Plus modestement, il nous intéressera de réfléchir sur le phénomène de
la remise en question, du moins au niveau formel du débat de société,
d'un de ces piliers, précisément une forme reconnue d'union sexuelle.
On vise ici les débats passionnés des médias sur la nécessité et la place
du couple dans la société.
On s'accordera facilement sur le fait que l'institution «couple» a
beaucoup évolué au cours des dernières décennies. Est-ce signe qu'elle
pourrait être caduque comme le pensent certains? La question est
d'autant plus intéressante que ces bases lexicales à partir desquelles
s'élabore le discours culturel, produits supposés incontournables de la
prise de conscience humaine, sont liées dynamiquement entre elles. La
remise en question de l'un d'eux, à savoir une forme reconnue d'union
sexuelle, pourrait ébranler les autres et donner naissance à un ordre
cognitif totalement différent de celui que nous connaissons. On pourrait
alors être témoin d'une véritable mutation psychologique de l'humain
aux conséquences imprévisibles.
Dans l'état de nos connaissances, cela n'est pas survenu au cours des
millénaires qu'ont traversés les sociétés humaines. Contentons-nous
donc pour le moment d'observer et de tâcher de donner un sens aux
modulations du récit structurant qui, au sein de la société occidentale
d'aujourd'hui, la société post-moderne, organise nos perceptions.
Les récits structurants
Quant nous pensons à un couple particulier, nous pensons à son histoire
et aux caractéristiques qui découlent naturellement des évènements qui
en ont marqué le cours. Ce faisant, nous ne manquons pas de le comparer
au destin habituel des couples dans notre société pour faire ressortir le
caractère propre et singulier de ce couple. Pour peu que nous donnions
un peu de profondeur à notre réflexion, nous prendrons aussi en
considération l'idée du couple dans d'autres cultures. Nous penserons
peut-être que les problèmes auxquels nous réfléchissons ne se
poseraient pas sous cette forme au Yémen ou au Rajasthan. Il peut
arriver que nous allions jusqu'à nous interroger sur l'idée même de
couple, ce qui la fonde et la caractérise, mais là le plus souvent la
pensée s'arrêtera, décontenancée par le manque de repères.

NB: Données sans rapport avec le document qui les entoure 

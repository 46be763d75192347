//! Terminal host: plays a floor from stdin, one command per line.
mod config;
mod input;
mod render;

use anyhow::{Context, Result};
use tactics_content::{ConfigLoader, ContentFactory};
use tactics_core::TurnPhase;
use tactics_runtime::{Event, Session, Topic};
use tokio::io::{AsyncBufReadExt, BufReader};
use tokio::sync::broadcast::{self, error::TryRecvError};
use tokio::time::{self, Duration};
use tracing_appender::non_blocking::WorkerGuard;
use tracing_subscriber::layer::SubscriberExt;
use tracing_subscriber::util::SubscriberInitExt;

use config::CliConfig;
use input::Command;

/// Upper bound on frames spent waiting for the board to go quiet.
const MAX_SETTLE_FRAMES: usize = 10_000;

#[tokio::main]
async fn main() -> Result<()> {
    // Load .env file if it exists (silently ignore if not found)
    let _ = dotenvy::dotenv();

    let config = CliConfig::from_env();
    let _guard = setup_logging(&config)?;

    let factory = ContentFactory::new(&config.data_dir);
    let tactics = match &config.config_path {
        Some(path) => ConfigLoader::load(path)?,
        None => factory.load_config()?,
    };
    let layout = factory
        .load_floor(&config.floor)
        .with_context(|| format!("failed to open floor '{}'", config.floor))?;

    let mut session = Session::builder()
        .layout(layout)
        .tactics(tactics)
        .auto_complete_actions(true)
        .build()?;
    let mut subscriptions = session.bus().subscribe_multiple(&Topic::ALL);

    session.start()?;
    tracing::info!(floor = %config.floor, "floor opened");
    println!("{}", input::HELP);
    present(&session, &mut subscriptions, &config);

    let mut lines = BufReader::new(tokio::io::stdin()).lines();
    while let Some(line) = lines.next_line().await? {
        let command = match input::parse(&line) {
            Ok(Some(command)) => command,
            Ok(None) => continue,
            Err(error) => {
                println!("{error:#}");
                continue;
            }
        };

        match command {
            Command::Quit => break,
            Command::Help => {
                println!("{}", input::HELP);
                continue;
            }
            Command::Board => {}
            Command::Select(position) => {
                session.select(position);
            }
            Command::EndTurn => {
                if session.end_turn().is_none() {
                    println!("cannot end the turn right now");
                }
            }
        }

        run_until_quiet(&mut session, &config).await;
        present(&session, &mut subscriptions, &config);

        if let Some(outcome) = session.outcome() {
            println!("floor decided: {outcome} in round {}", session.round());
            break;
        }
    }

    Ok(())
}

/// Ticks at the configured frame rate until no unit is busy and the enemy
/// has handed the turn back.
async fn run_until_quiet(session: &mut Session, config: &CliConfig) {
    let mut frames = time::interval(Duration::from_millis(config.tick_ms));
    let dt = config.frame_seconds();

    for _ in 0..MAX_SETTLE_FRAMES {
        if session.is_idle() && session.phase() != TurnPhase::EnemyTurn {
            return;
        }
        frames.tick().await;
        session.tick(dt);
    }
    tracing::warn!(frames = MAX_SETTLE_FRAMES, "board never went quiet");
}

fn present(
    session: &Session,
    subscriptions: &mut [(Topic, broadcast::Receiver<Event>)],
    config: &CliConfig,
) {
    for (topic, rx) in subscriptions.iter_mut() {
        loop {
            match rx.try_recv() {
                Ok(event) => {
                    if config.echo_events {
                        match serde_json::to_string(&event) {
                            Ok(json) => println!("{json}"),
                            Err(error) => tracing::warn!(?topic, %error, "event not serializable"),
                        }
                    }
                }
                Err(TryRecvError::Lagged(skipped)) => {
                    tracing::warn!(?topic, skipped, "event stream lagged");
                }
                Err(TryRecvError::Empty | TryRecvError::Closed) => break,
            }
        }
    }
    print!("{}", render::board(session));
}

/// Logs to stderr, and to `<log_dir>/tactics.log` when a directory is configured.
fn setup_logging(config: &CliConfig) -> Result<Option<WorkerGuard>> {
    let env_filter = tracing_subscriber::EnvFilter::try_from_default_env()
        .unwrap_or_else(|_| tracing_subscriber::EnvFilter::new("info"));

    let stderr_layer = tracing_subscriber::fmt::layer().with_writer(std::io::stderr);

    let (file_layer, guard) = match &config.log_dir {
        Some(dir) => {
            std::fs::create_dir_all(dir)
                .with_context(|| format!("failed to create log directory {}", dir.display()))?;
            let appender = tracing_appender::rolling::never(dir, "tactics.log");
            let (writer, guard) = tracing_appender::non_blocking(appender);
            let layer = tracing_subscriber::fmt::layer()
                .with_writer(writer)
                .with_ansi(false);
            (Some(layer), Some(guard))
        }
        None => (None, None),
    };

    tracing_subscriber::registry()
        .with(env_filter)
        .with(stderr_layer)
        .with(file_layer)
        .init();

    if let Some(dir) = &config.log_dir {
        tracing::info!("Log file: {}/tactics.log", dir.display());
    }
    Ok(guard)
}
//! Grid controller for one floor.
//!
//! [`Battlefield`] owns the lattice and the unit roster, answers lookups and
//! reachability queries, and is the only place where occupancy changes. Unit
//! commands live in [`movement`] and [`action`]; both report completion through
//! [`BattleEvent`]s collected here until the host drains them.
mod action;
mod movement;

pub use action::ActionError;
pub use movement::MoveError;

use crate::config::TacticsConfig;
use crate::event::BattleEvent;
use crate::floor::{FloorError, FloorLayout, UnitSpawn};
use crate::grid::{
    Faction, Grid, GridBounds, Node, NodeId, NodeSet, Occupancy, PathError, PathQuery,
    PathSummary, Position, WorldPos,
};
use crate::unit::{ActionHandle, Motion, Unit, UnitId, UnitRoster, UnitStats};

pub struct Battlefield {
    grid: Grid,
    units: UnitRoster,
    config: TacticsConfig,
    next_serial: u64,
    events: Vec<BattleEvent>,
}

impl Battlefield {
    /// Creates an empty floor covering `bounds`.
    pub fn new(bounds: GridBounds, config: TacticsConfig) -> Result<Self, FloorError> {
        let cells = bounds.cell_count();
        if cells > TacticsConfig::MAX_GRID_CELLS {
            return Err(FloorError::TooLarge {
                cells,
                max: TacticsConfig::MAX_GRID_CELLS,
            });
        }

        Ok(Self {
            grid: Grid::new(bounds),
            units: UnitRoster::new(),
            config,
            next_serial: 0,
            events: Vec::new(),
        })
    }

    /// Builds a floor from the generator's hand-over and primes every unit's
    /// tile caches.
    pub fn from_layout(layout: &FloorLayout, config: TacticsConfig) -> Result<Self, FloorError> {
        let bounds = GridBounds::from_corners(layout.top_left, layout.bot_right);
        let mut battlefield = Self::new(bounds, config)?;

        for &wall in &layout.walls {
            battlefield.place(wall, Occupancy::Wall)?;
        }
        for &cell in &layout.interactables {
            battlefield.place(cell, Occupancy::Interactable)?;
        }
        for spawn in &layout.units {
            battlefield.spawn(spawn)?;
        }

        tracing::debug!(
            target: "tactics::grid",
            width = bounds.width(),
            height = bounds.height(),
            walls = layout.walls.len(),
            units = layout.units.len(),
            "floor loaded"
        );

        Ok(battlefield)
    }

    /// Marks a static blocker (wall or interactable) on an empty cell.
    pub fn place(&mut self, position: Position, occupancy: Occupancy) -> Result<(), FloorError> {
        let node = self
            .grid
            .node_at(position)
            .ok_or(FloorError::OutOfBounds { position })?;
        if !node.is_empty() {
            return Err(FloorError::CellTaken {
                position,
                occupant: node.occupying(),
            });
        }
        self.grid.set_occupancy(position, occupancy);
        Ok(())
    }

    pub fn spawn(&mut self, spawn: &UnitSpawn) -> Result<UnitId, FloorError> {
        let node = self.grid.node_at(spawn.position).ok_or(FloorError::OutOfBounds {
            position: spawn.position,
        })?;
        if !node.is_empty() {
            return Err(FloorError::CellTaken {
                position: spawn.position,
                occupant: node.occupying(),
            });
        }

        let unit = Unit::new(spawn.id, spawn.faction, spawn.position, spawn.stats)
            .with_behavior(spawn.behavior);
        self.units
            .insert(unit)
            .map_err(|unit| FloorError::DuplicateUnit { id: unit.id() })?;
        self.grid
            .set_occupancy(spawn.position, spawn.faction.occupancy());
        self.refresh_tiles(spawn.id);

        Ok(spawn.id)
    }

    pub fn grid(&self) -> &Grid {
        &self.grid
    }

    pub fn bounds(&self) -> GridBounds {
        self.grid.bounds()
    }

    pub fn config(&self) -> &TacticsConfig {
        &self.config
    }

    pub fn units(&self) -> &UnitRoster {
        &self.units
    }

    pub fn unit(&self, id: UnitId) -> Option<&Unit> {
        self.units.get(id)
    }

    pub fn living(&self, faction: Faction) -> usize {
        self.units.living(faction)
    }

    // ===== lookups =====

    pub fn node_id(&self, position: Position) -> Option<NodeId> {
        self.grid.node_id(position)
    }

    pub fn node_at(&self, position: Position) -> Option<&Node> {
        self.grid.node_at(position)
    }

    pub fn node_at_world(&self, position: WorldPos) -> Option<&Node> {
        self.grid.node_at_world(position)
    }

    pub fn position_of(&self, node: NodeId) -> Option<Position> {
        self.grid.position_of(node)
    }

    /// Node under the unit's rounded position.
    pub fn node_of(&self, unit: UnitId) -> Option<NodeId> {
        let unit = self.units.get(unit)?;
        self.grid.node_id(unit.grid_position())
    }

    /// Unit standing on `node`, found by scanning the roster.
    pub fn occupant_at(&self, node: NodeId) -> Option<UnitId> {
        let position = self.grid.position_of(node)?;
        self.units.at(position).map(Unit::id)
    }

    pub fn unit_at(&self, position: Position) -> Option<&Unit> {
        self.units.at(position)
    }

    // ===== search =====

    pub fn reset_pathing(&mut self) {
        self.grid.reset_pathing();
    }

    /// Boolean pathing contract used by movement and AI.
    pub fn pathing(
        &mut self,
        start: Option<NodeId>,
        end: Option<NodeId>,
        faction: Faction,
        care_about_occupancy: bool,
    ) -> bool {
        let query = self.query(start, end, faction, care_about_occupancy);
        self.grid.pathing(&query)
    }

    pub fn try_pathing(
        &mut self,
        start: Option<NodeId>,
        end: Option<NodeId>,
        faction: Faction,
        care_about_occupancy: bool,
    ) -> Result<PathSummary, PathError> {
        let query = self.query(start, end, faction, care_about_occupancy);
        self.search(&query)
    }

    pub fn reachable_for_movement(&self, start: NodeId, radius: u32, faction: Faction) -> NodeSet {
        self.grid.reachable_for_movement(start, radius, faction)
    }

    pub fn reachable_for_attack(&self, move_set: &NodeSet, radius: u32) -> NodeSet {
        self.grid.reachable_for_attack(move_set, radius)
    }

    pub fn nodes_within_distance(&self, start: NodeId, distance: u32) -> NodeSet {
        self.grid.nodes_within_distance(start, distance)
    }

    // ===== stats and turn bookkeeping =====

    /// Leveling hook. The current turn's spent move range is left at zero.
    pub fn set_move_range(&mut self, id: UnitId, range: u32) -> bool {
        let Some(unit) = self.units.get_mut(id) else {
            return false;
        };
        let mut stats = *unit.stats();
        stats.move_range = range;
        unit.set_stats(stats);
        if !unit.has_moved() {
            unit.move_range = range;
        }
        self.refresh_tiles(id)
    }

    pub fn set_attack_range(&mut self, id: UnitId, range: u32) -> bool {
        let Some(unit) = self.units.get_mut(id) else {
            return false;
        };
        let mut stats = *unit.stats();
        stats.attack_range = range;
        unit.set_stats(stats);
        unit.attack_range = range;
        self.refresh_tiles(id)
    }

    /// Replaces the whole stat block, clamping health to the new maximum.
    pub fn set_stats(&mut self, id: UnitId, stats: UnitStats) -> bool {
        let Some(unit) = self.units.get_mut(id) else {
            return false;
        };
        unit.set_stats(stats);
        unit.health = unit.health.min(stats.max_health);
        if !unit.has_moved() {
            unit.move_range = stats.move_range;
        }
        unit.attack_range = stats.attack_range;
        self.refresh_tiles(id)
    }

    /// Clears the turn flags, restores range from stats and recomputes caches.
    pub fn reset_turn(&mut self, id: UnitId) -> bool {
        let Some(unit) = self.units.get_mut(id) else {
            return false;
        };
        unit.flags = Default::default();
        unit.move_range = unit.stats().move_range;
        unit.attack_range = unit.stats().attack_range;
        self.refresh_tiles(id)
    }

    pub fn reset_faction(&mut self, faction: Faction) {
        for id in self.units.ids_of(faction) {
            self.reset_turn(id);
        }
    }

    /// Removes a unit from the floor.
    ///
    /// Its cell returns to empty unless another unit still stands there, and
    /// all search scratch is cleared. If the unit was mid-move or mid-action the
    /// matching completion signal is raised first so nothing waits forever.
    pub fn remove_unit(&mut self, id: UnitId) -> Option<Unit> {
        let unit = self.units.remove(id)?;
        let at = unit.grid_position();

        let mut cells = vec![at];
        if let Motion::Moving { from, .. } = unit.motion()
            && let Some(origin) = self.grid.position_of(*from)
            && origin != at
        {
            cells.push(origin);
        }
        for cell in cells {
            let marker = self.grid.occupancy(cell);
            if marker == Some(unit.faction().occupancy()) && self.units.at(cell).is_none() {
                self.grid.set_occupancy(cell, Occupancy::Empty);
            }
        }
        self.grid.reset_pathing();

        if unit.is_moving() {
            self.emit(BattleEvent::FinishedMoving { unit: id, at });
        }
        if unit.pending().is_some() {
            self.emit(BattleEvent::FinishedAction { unit: id });
        }
        self.emit(BattleEvent::UnitDefeated {
            unit: id,
            faction: unit.faction(),
            at,
        });

        tracing::info!(target: "tactics::grid", unit = %id, position = %at, "unit removed");
        Some(unit)
    }

    /// No unit is mid-move or waiting on an action.
    pub fn is_idle(&self) -> bool {
        self.units.iter().all(|unit| !unit.is_busy())
    }

    // ===== events =====

    pub fn pending_events(&self) -> &[BattleEvent] {
        &self.events
    }

    pub fn drain_events(&mut self) -> Vec<BattleEvent> {
        std::mem::take(&mut self.events)
    }

    pub(crate) fn emit(&mut self, event: BattleEvent) {
        tracing::trace!(target: "tactics::grid", event = ?event, "battle event");
        self.events.push(event);
    }

    pub(crate) fn next_handle(&mut self, unit: UnitId) -> ActionHandle {
        self.next_serial += 1;
        ActionHandle {
            unit,
            serial: self.next_serial,
        }
    }

    fn query(
        &self,
        start: Option<NodeId>,
        end: Option<NodeId>,
        faction: Faction,
        care_about_occupancy: bool,
    ) -> PathQuery {
        let query = PathQuery::new(start, end, faction)
            .with_max_iterations(self.config.max_search_iterations);
        if care_about_occupancy {
            query
        } else {
            query.ignoring_destination_occupancy()
        }
    }

    /// Runs a search, logging a runaway once at warn level.
    pub(crate) fn search(&mut self, query: &PathQuery) -> Result<PathSummary, PathError> {
        let result = self.grid.try_pathing(query);
        if let Err(error @ PathError::MaxIterationsExceeded { .. }) = &result {
            tracing::warn!(target: "tactics::grid", error = %error, "pathing aborted");
        }
        result
    }
}

#[cfg(test)]
mod tests;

C'est dire que la représentation du couple n'est pas une addition de
faits objectifs, comme pourrait l'être la description d'une voiture -tant
de cylindres, tant de vitesses, direction assistée -mais bien une
narration. Il faut une trame interprétative pour donner un sens aux
divers événements qui sont décrits. Tel événement s'inscrira dans la
logique du récit et apportera un sentiment de plaisir aux partenaires en
confortant la réalité du couple. Tel autre ne pourra s'y inscrire et
engendrera de ce fait un sentiment d'angoisse et de crainte.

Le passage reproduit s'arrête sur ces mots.